Collected data:
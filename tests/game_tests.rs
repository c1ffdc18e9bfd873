use rand::rngs::SmallRng;
use rand::SeedableRng;
use treasure_battleship::{
    Board, BoardError, BoardView, Coordinate, Difficulty, MatchConfig, MatchController, MatchError,
    MatchState, Opponent, Orientation, Outcome, Side, FLEET, GRID_HEIGHT, GRID_WIDTH,
};

fn easy_match(seed: u64, player: Board, computer: Board) -> MatchController {
    let config = MatchConfig {
        difficulty: Difficulty::Easy,
        seed: Some(seed),
        ..MatchConfig::default()
    };
    MatchController::with_parts(
        config,
        SmallRng::seed_from_u64(seed),
        player,
        computer,
        Opponent::for_difficulty(Difficulty::Easy, GRID_WIDTH, GRID_HEIGHT),
    )
    .unwrap()
}

fn easy_match_result(seed: u64, computer: Board) -> Result<MatchController, MatchError> {
    MatchController::with_parts(
        MatchConfig {
            difficulty: Difficulty::Easy,
            seed: Some(seed),
            ..MatchConfig::default()
        },
        SmallRng::seed_from_u64(seed),
        Board::new(),
        computer,
        Opponent::for_difficulty(Difficulty::Easy, GRID_WIDTH, GRID_HEIGHT),
    )
}

/// One vessel per row, rows 1-5, flush left.
fn place_fleet(game: &mut MatchController) {
    for row in 1..=FLEET.len() {
        assert!(game.attempt_placement(Coordinate::new(1, row)));
    }
    assert_eq!(game.state(), MatchState::FiringShots);
}

fn open_water(board: &Board) -> Vec<Coordinate> {
    board
        .playable_cells()
        .into_iter()
        .filter(|&c| {
            let m = board.marker_at(c).unwrap();
            !m.is_ship() && !m.is_treasure() && !m.is_hit()
        })
        .collect()
}

#[test]
fn test_new_match_starts_placing() {
    let mut game = MatchController::new(MatchConfig {
        seed: Some(1),
        ..MatchConfig::default()
    })
    .unwrap();
    assert_eq!(game.state(), MatchState::PlacingShips);
    assert_eq!(game.placing_vessel().unwrap().length(), 5);
    assert_eq!(game.placing_vessel().unwrap().orientation(), Orientation::Horizontal);
    assert_eq!(game.computer_board().vessels().len(), FLEET.len());
    assert_eq!(game.computer_board().treasures().len(), 3);
    assert!(game.player_board().treasures().is_empty());
    assert!(game.player_board().reveals_ships());

    // firing is not allowed yet
    assert_eq!(game.attempt_attack(Coordinate::new(3, 3)), Ok(false));
    assert_eq!(game.computer_board().attacked_count(), 0);
}

#[test]
fn test_placement_sequence() {
    let mut game = easy_match(2, Board::new(), Board::new());

    assert!(!game.attempt_placement(Coordinate::new(0, 4)));
    assert!(game.attempt_placement(Coordinate::new(1, 1)));
    assert_eq!(game.placing_index(), 1);
    assert_eq!(game.placing_vessel().unwrap().length(), 4);

    // collides with the carrier
    assert!(!game.attempt_placement(Coordinate::new(2, 1)));
    assert_eq!(game.placing_index(), 1);

    assert!(game.toggle_current_vessel_orientation());
    assert!(game.attempt_placement(Coordinate::new(1, 2)));
    let battleship = game.player_board().vessels()[1];
    assert_eq!(battleship.orientation(), Orientation::Vertical);
    assert_eq!(battleship.anchor(), Coordinate::new(1, 2));

    // next vessel starts horizontal again
    assert_eq!(game.placing_vessel().unwrap().orientation(), Orientation::Horizontal);
    assert!(game.attempt_placement(Coordinate::new(3, 3)));
    assert!(game.attempt_placement(Coordinate::new(3, 5)));
    assert_eq!(game.state(), MatchState::PlacingShips);
    assert!(game.attempt_placement(Coordinate::new(3, 7)));

    assert_eq!(game.state(), MatchState::FiringShots);
    assert!(game.placing_vessel().is_none());
    assert!(game.placing_footprint().is_empty());
    assert!(!game.toggle_current_vessel_orientation());
    assert!(!game.attempt_placement(Coordinate::new(5, 9)));
    assert_eq!(game.player_board().vessels().len(), FLEET.len());
}

#[test]
fn test_placement_is_pulled_inside_grid() {
    let mut game = easy_match(3, Board::new(), Board::new());
    game.move_placing_vessel(Coordinate::new(10, 4));
    assert_eq!(game.placing_vessel().unwrap().anchor(), Coordinate::new(6, 4));
    assert!(game.placement_is_valid());
    assert_eq!(
        game.placing_footprint(),
        (6..=10).map(|x| Coordinate::new(x, 4)).collect::<Vec<_>>()
    );

    assert!(game.attempt_placement(Coordinate::new(10, 1)));
    assert_eq!(game.player_board().vessels()[0].anchor(), Coordinate::new(6, 1));
}

#[test]
fn test_invalid_attacks_are_ignored() {
    let mut game = easy_match(4, Board::new(), Board::new());
    place_fleet(&mut game);

    assert_eq!(game.attempt_attack(Coordinate::new(0, 3)), Ok(false));
    assert_eq!(game.attempt_attack(Coordinate::new(4, 0)), Ok(false));
    assert_eq!(game.attempt_attack(Coordinate::new(11, 4)), Ok(false));
    assert_eq!(game.shots(Side::Player), 0);
    assert_eq!(game.shots(Side::Computer), 0);

    let target = open_water(game.computer_board())[0];
    assert_eq!(game.attempt_attack(target), Ok(true));
    assert_eq!(game.shots(Side::Player), 1);
    assert_eq!(game.shots(Side::Computer), 1);
    assert_eq!(game.last_event(Side::Player).unwrap().outcome, Outcome::Miss);

    assert_eq!(game.attempt_attack(target), Ok(false));
    assert_eq!(game.shots(Side::Player), 1);
    assert_eq!(game.shots(Side::Computer), 1);
    assert_eq!(game.player_board().attacked_count(), 1);
}

#[test]
fn test_repeat_hit_is_not_counted_twice() {
    let mut game = easy_match(5, Board::new(), Board::new());
    place_fleet(&mut game);

    let vessel = game.computer_board().vessels()[0];
    let target = vessel.anchor();
    assert_eq!(game.attempt_attack(target), Ok(true));
    assert_eq!(game.last_event(Side::Player).unwrap().outcome, Outcome::Hit);
    assert_eq!(game.hits(Side::Player), 1);
    assert_eq!(game.computer_board().vessels()[0].destroyed_segments(), 1);

    assert_eq!(game.attempt_attack(target), Ok(false));
    assert_eq!(game.hits(Side::Player), 1);
    assert_eq!(game.computer_board().vessels()[0].destroyed_segments(), 1);
}

#[test]
fn test_treasure_skips_one_computer_turn() {
    let treasure = Coordinate::new(10, 10);
    let mut computer = Board::new();
    computer.place_treasure(treasure).unwrap();
    let mut game = easy_match(6, Board::new(), computer);
    place_fleet(&mut game);

    assert_eq!(game.attempt_attack(treasure), Ok(true));
    assert_eq!(
        game.last_event(Side::Player).unwrap().outcome,
        Outcome::TreasureFound
    );
    assert_eq!(game.shots(Side::Computer), 0);
    assert_eq!(game.hits(Side::Player), 1);
    assert!(!game.has_extra_turn(Side::Player));
    assert!(game.computer_board().treasures()[0].opened);

    // flag consumed: the computer answers the next shot
    let target = open_water(game.computer_board())[0];
    assert_eq!(game.attempt_attack(target), Ok(true));
    assert_eq!(game.shots(Side::Computer), 1);
}

#[test]
fn test_player_win_freezes_match() {
    let mut game = easy_match(7, Board::new(), Board::new());
    place_fleet(&mut game);

    let targets: Vec<Coordinate> = game
        .computer_board()
        .vessels()
        .iter()
        .flat_map(|v| v.occupied_cells())
        .collect();
    for &at in &targets {
        assert_eq!(game.attempt_attack(at), Ok(true));
    }

    assert_eq!(game.state(), MatchState::GameOver);
    assert_eq!(game.winner(), Some(Side::Player));
    assert!(game.computer_board().is_all_destroyed());
    assert_eq!(
        game.last_event(Side::Player).unwrap().outcome,
        Outcome::PlayerWon
    );
    // no computer reply to the winning shot
    assert_eq!(game.shots(Side::Computer), targets.len() - 1);
    assert!(game
        .events()
        .iter()
        .any(|e| matches!(e.outcome, Outcome::Sunk("Carrier"))));

    let player_attacked = game.player_board().attacked_count();
    let computer_attacked = game.computer_board().attacked_count();
    for at in open_water(game.computer_board()).into_iter().take(5) {
        assert_eq!(game.attempt_attack(at), Ok(false));
    }
    assert!(!game.attempt_placement(Coordinate::new(1, 8)));
    assert_eq!(game.player_board().attacked_count(), player_attacked);
    assert_eq!(game.computer_board().attacked_count(), computer_attacked);

    game.restart().unwrap();
    assert_eq!(game.state(), MatchState::PlacingShips);
    assert_eq!(game.winner(), None);
    assert_eq!(game.shots(Side::Player), 0);
    assert_eq!(game.computer_board().attacked_count(), 0);
    assert!(game.events().is_empty());
}

/// Treasures everywhere below the fleet, so most computer shots chain.
fn treasure_field() -> Board {
    let mut board = Board::new();
    for y in 6..GRID_HEIGHT {
        for x in 1..GRID_WIDTH {
            board.place_treasure(Coordinate::new(x, y)).unwrap();
        }
    }
    board
}

#[test]
fn test_computer_treasure_chains_extra_shots() {
    let mut game = easy_match(8, treasure_field(), Board::new());
    place_fleet(&mut game);

    let mut water = open_water(game.computer_board()).into_iter();
    while game.state() == MatchState::FiringShots {
        let before = game.events().len();
        assert_eq!(game.attempt_attack(water.next().unwrap()), Ok(true));
        let replies: Vec<_> = game.events()[before + 1..]
            .iter()
            .filter(|e| e.side == Side::Computer && e.at.is_some())
            .collect();
        assert!(!replies.is_empty());
        let (last, chained) = replies.split_last().unwrap();
        assert!(chained.iter().all(|e| e.outcome == Outcome::TreasureFound));
        if game.state() == MatchState::FiringShots {
            assert_ne!(last.outcome, Outcome::TreasureFound);
        }
        assert!(!game.has_extra_turn(Side::Computer));
    }

    assert_eq!(game.winner(), Some(Side::Computer));
    assert_eq!(
        game.last_event(Side::Computer).unwrap().outcome,
        Outcome::AiWon
    );
    assert!(game.player_board().is_all_destroyed());
    // treasures only open for the player
    assert!(game.player_board().treasures().iter().all(|t| !t.opened));
}

#[test]
fn test_debug_reveal_and_restart() {
    let mut game = easy_match(9, Board::new(), Board::new());
    assert!(!game.debug_reveal());
    assert!(!game.computer_board().reveals_ships());
    game.toggle_debug_reveal();
    assert!(game.debug_reveal());
    assert!(game.computer_board().reveals_ships());
    place_fleet(&mut game);
    game.toggle_debug_reveal();
    assert!(!game.debug_reveal());
    assert!(!game.computer_board().reveals_ships());
    game.toggle_debug_reveal();

    let target = open_water(game.computer_board())[0];
    game.attempt_attack(target).unwrap();
    assert_eq!(game.drain_events().len(), 2);
    assert!(game.events().is_empty());

    game.restart().unwrap();
    assert!(!game.debug_reveal());
    assert!(!game.computer_board().reveals_ships());
    assert_eq!(game.state(), MatchState::PlacingShips);
    assert!(game.player_board().vessels().is_empty());
    assert_eq!(game.player_board().attacked_count(), 0);
    assert_eq!(game.computer_board().vessels().len(), FLEET.len());
    assert_eq!(game.placing_index(), 0);
}

/// Room for the fleet only in row 1 and the left of row 2; everything else
/// is treasure, so random placement often runs out of attempts.
fn crowded_board() -> Board {
    let mut board = Board::new();
    for at in board.playable_cells() {
        let free = at.y == 1 || (at.y == 2 && at.x <= 7);
        if !free {
            board.place_treasure(at).unwrap();
        }
    }
    board
}

#[test]
fn test_failed_restart_keeps_current_match() {
    let mut failures = 0;
    for seed in 0..40 {
        let Ok(mut game) = easy_match_result(seed, crowded_board()) else {
            continue;
        };
        place_fleet(&mut game);
        let target = game.computer_board().vessels()[0].anchor();
        assert_eq!(game.attempt_attack(target), Ok(true));

        for _ in 0..20 {
            let vessels: Vec<_> = game.computer_board().vessels().to_vec();
            let shots = game.shots(Side::Player);
            match game.restart() {
                Ok(()) => {
                    assert_eq!(game.state(), MatchState::PlacingShips);
                    place_fleet(&mut game);
                }
                Err(err) => {
                    failures += 1;
                    assert!(matches!(
                        err,
                        MatchError::Board(BoardError::PlacementExhausted { .. })
                    ));
                    assert_eq!(game.state(), MatchState::FiringShots);
                    assert_eq!(game.player_board().vessels().len(), FLEET.len());
                    assert_eq!(game.computer_board().vessels(), &vessels[..]);
                    assert_eq!(game.shots(Side::Player), shots);
                }
            }
        }

        // the surviving match plays on normally
        let next = game
            .computer_board()
            .playable_cells()
            .into_iter()
            .find(|&c| !game.computer_board().is_attacked(c))
            .unwrap();
        assert_eq!(game.attempt_attack(next), Ok(true));
        assert_ne!(game.winner(), Some(Side::Computer));
    }
    assert!(failures > 0);
}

● **Your objective**
Taking the records above, retype every line from the one with "let before = game.events().len();" down to the one with "let (last, chained)", exactly and with nothing else.

● **Task result**
        let before = game.events().len();
        assert_eq!(game.attempt_attack(water.next().unwrap()), Ok(true));
        let replies: Vec<_> = game.events()[before + 1..]
            .iter()
            .filter(|e| e.side == Side::Computer && e.at.is_some())
            .collect();
        assert!(!replies.is_empty());
        let (last, chained) = replies.split_last().unwrap();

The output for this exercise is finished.